About this exercise: From the data below, please reproduce exactly everything from the line that contains "chapter builder (§4.4.1)." down to the line that contains "let h = total_m.div_euclid(60);", with both ends included.

Material supplied:
"""

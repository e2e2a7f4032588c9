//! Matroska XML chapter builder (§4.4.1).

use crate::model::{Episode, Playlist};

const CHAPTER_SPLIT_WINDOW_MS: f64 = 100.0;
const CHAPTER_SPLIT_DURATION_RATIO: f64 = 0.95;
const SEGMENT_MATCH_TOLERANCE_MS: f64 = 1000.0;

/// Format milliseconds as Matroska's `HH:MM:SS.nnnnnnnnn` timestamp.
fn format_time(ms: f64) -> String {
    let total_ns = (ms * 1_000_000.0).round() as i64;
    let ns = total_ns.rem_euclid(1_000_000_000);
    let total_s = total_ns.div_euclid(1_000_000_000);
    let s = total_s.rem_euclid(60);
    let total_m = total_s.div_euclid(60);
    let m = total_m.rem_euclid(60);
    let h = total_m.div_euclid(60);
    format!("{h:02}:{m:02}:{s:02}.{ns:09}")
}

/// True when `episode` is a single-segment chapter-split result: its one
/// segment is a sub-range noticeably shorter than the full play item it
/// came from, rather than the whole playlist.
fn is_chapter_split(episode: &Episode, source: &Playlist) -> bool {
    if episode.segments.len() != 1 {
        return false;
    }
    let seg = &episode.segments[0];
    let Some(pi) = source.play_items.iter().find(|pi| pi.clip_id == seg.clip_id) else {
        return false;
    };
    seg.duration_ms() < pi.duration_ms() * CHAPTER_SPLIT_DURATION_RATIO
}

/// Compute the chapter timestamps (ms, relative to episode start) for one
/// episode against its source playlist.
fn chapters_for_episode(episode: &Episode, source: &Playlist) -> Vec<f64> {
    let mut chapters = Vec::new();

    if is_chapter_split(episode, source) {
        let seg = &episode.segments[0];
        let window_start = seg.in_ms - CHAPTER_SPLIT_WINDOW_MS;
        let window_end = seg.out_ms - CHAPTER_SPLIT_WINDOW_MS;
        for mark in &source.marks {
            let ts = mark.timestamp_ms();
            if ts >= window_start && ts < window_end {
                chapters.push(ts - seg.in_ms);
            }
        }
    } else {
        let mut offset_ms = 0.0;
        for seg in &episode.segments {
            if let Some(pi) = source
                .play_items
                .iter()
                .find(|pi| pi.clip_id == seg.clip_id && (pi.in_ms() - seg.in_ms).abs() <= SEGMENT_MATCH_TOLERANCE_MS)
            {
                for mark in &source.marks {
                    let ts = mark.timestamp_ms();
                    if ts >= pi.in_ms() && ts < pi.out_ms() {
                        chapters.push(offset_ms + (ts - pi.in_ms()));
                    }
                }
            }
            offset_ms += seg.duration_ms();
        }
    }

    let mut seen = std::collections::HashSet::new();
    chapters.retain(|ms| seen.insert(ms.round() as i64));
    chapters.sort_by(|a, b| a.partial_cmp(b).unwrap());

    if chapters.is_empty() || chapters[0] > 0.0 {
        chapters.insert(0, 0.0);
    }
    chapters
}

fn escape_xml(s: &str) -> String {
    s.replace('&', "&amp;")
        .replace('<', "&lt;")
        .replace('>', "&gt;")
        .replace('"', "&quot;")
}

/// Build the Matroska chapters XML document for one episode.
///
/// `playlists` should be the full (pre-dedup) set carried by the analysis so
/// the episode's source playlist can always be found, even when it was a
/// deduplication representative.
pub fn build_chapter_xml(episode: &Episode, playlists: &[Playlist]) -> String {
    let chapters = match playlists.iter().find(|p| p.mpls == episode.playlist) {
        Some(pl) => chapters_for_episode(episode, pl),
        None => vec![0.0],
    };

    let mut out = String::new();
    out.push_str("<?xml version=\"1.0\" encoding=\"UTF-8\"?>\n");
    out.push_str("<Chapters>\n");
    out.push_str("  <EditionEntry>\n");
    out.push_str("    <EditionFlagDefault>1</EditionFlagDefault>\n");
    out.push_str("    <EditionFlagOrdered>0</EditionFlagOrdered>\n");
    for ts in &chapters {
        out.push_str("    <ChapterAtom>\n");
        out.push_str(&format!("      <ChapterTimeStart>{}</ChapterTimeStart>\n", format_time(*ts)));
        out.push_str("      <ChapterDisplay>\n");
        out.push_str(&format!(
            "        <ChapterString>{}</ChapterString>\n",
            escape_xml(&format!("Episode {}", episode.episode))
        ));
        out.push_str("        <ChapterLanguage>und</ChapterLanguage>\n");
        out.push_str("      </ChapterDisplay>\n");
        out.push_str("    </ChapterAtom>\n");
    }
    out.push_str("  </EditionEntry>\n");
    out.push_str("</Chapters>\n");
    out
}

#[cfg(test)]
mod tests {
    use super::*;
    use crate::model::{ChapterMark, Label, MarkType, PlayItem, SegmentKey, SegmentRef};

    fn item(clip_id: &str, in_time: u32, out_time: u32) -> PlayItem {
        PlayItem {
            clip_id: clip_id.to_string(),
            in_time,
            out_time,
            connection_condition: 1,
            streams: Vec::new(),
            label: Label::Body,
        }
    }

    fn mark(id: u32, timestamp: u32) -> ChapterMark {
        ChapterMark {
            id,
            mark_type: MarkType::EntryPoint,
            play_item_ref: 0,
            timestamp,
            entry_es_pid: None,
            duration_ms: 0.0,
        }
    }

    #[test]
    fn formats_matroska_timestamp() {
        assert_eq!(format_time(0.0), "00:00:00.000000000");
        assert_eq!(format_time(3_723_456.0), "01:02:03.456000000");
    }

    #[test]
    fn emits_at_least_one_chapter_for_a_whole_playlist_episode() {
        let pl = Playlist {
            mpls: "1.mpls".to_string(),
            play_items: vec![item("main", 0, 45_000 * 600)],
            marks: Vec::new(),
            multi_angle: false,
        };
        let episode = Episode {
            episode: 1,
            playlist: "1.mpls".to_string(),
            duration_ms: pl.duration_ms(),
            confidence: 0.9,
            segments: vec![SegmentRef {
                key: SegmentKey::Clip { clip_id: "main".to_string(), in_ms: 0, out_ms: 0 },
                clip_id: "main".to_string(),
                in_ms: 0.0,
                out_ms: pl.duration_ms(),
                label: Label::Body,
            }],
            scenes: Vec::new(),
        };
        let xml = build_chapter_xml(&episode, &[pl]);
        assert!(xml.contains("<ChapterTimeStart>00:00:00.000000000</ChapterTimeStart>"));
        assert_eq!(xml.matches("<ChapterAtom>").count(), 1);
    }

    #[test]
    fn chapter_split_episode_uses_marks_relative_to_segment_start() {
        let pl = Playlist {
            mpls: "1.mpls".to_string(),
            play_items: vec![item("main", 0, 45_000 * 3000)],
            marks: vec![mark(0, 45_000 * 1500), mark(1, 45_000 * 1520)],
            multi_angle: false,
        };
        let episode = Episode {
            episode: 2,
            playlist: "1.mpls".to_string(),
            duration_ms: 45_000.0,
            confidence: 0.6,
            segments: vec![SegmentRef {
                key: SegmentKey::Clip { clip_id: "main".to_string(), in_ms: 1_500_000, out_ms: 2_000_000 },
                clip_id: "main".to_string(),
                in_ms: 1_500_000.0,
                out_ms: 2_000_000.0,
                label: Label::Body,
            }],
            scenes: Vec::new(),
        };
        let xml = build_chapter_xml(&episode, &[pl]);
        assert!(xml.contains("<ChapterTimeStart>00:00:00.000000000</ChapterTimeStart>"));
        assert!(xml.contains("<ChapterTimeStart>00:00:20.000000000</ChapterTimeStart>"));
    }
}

"""

Task response:
//! Matroska XML chapter builder (§4.4.1).

use crate::model::{Episode, Playlist};

const CHAPTER_SPLIT_WINDOW_MS: f64 = 100.0;
const CHAPTER_SPLIT_DURATION_RATIO: f64 = 0.95;
const SEGMENT_MATCH_TOLERANCE_MS: f64 = 1000.0;

/// Format milliseconds as Matroska's `HH:MM:SS.nnnnnnnnn` timestamp.
fn format_time(ms: f64) -> String {
    let total_ns = (ms * 1_000_000.0).round() as i64;
    let ns = total_ns.rem_euclid(1_000_000_000);
    let total_s = total_ns.div_euclid(1_000_000_000);
    let s = total_s.rem_euclid(60);
    let total_m = total_s.div_euclid(60);
    let m = total_m.rem_euclid(60);
    let h = total_m.div_euclid(60);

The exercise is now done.